Top of Data
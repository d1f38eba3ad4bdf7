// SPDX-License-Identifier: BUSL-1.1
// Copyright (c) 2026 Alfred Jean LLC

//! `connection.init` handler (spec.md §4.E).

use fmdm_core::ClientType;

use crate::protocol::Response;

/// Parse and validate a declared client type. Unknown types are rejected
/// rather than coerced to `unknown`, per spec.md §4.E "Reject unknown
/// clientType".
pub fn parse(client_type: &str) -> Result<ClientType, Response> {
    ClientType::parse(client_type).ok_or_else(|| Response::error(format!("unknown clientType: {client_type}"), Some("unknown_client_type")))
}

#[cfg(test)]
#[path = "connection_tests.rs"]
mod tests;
Bottom of Data
Top of Data
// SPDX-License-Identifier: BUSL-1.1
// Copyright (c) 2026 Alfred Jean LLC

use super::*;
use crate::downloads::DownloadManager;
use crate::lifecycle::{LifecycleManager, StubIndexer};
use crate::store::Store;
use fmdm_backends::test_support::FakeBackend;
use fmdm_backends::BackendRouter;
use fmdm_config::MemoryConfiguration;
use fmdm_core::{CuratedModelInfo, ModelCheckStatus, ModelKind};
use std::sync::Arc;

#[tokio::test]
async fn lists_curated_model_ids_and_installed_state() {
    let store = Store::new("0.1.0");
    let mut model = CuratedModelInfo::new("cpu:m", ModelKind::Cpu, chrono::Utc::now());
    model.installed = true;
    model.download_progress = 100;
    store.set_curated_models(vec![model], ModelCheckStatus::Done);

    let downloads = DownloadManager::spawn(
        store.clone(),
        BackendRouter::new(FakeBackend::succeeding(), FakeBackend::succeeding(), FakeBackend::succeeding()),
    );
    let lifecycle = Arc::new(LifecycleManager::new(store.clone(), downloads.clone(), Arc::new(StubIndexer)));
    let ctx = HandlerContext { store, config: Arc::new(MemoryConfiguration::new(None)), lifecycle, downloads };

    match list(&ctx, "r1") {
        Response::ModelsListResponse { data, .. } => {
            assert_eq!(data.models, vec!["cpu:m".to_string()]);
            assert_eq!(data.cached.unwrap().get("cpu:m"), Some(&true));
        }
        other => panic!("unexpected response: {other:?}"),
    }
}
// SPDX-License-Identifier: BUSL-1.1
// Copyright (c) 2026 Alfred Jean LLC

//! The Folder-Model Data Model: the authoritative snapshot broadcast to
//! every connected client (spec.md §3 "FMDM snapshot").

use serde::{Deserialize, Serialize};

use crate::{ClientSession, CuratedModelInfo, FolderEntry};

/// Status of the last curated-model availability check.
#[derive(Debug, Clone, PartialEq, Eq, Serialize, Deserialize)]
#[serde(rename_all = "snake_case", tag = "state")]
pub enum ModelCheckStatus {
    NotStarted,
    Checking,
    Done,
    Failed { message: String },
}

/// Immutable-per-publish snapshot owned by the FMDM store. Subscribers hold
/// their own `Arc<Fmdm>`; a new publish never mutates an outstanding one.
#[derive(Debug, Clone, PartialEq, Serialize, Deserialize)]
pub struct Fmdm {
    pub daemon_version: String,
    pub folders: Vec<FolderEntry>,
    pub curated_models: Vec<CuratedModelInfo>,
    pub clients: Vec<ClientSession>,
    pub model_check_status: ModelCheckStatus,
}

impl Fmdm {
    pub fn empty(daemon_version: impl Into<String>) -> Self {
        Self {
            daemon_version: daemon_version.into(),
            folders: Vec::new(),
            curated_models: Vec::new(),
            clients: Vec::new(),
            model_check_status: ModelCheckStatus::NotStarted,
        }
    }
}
Bottom of Data
§ Instructions for the task
Above this task is a listing. Restate, word for word and with nothing added, the lines from the one with "#[derive(Debug, Clone, PartialEq, Eq, Serialize, Deserialize)]" through the one with "an outstanding one.".

§ Solved exercise
#[derive(Debug, Clone, PartialEq, Eq, Serialize, Deserialize)]
#[serde(rename_all = "snake_case", tag = "state")]
pub enum ModelCheckStatus {
    NotStarted,
    Checking,
    Done,
    Failed { message: String },
}

/// Immutable-per-publish snapshot owned by the FMDM store. Subscribers hold
/// their own `Arc<Fmdm>`; a new publish never mutates an outstanding one.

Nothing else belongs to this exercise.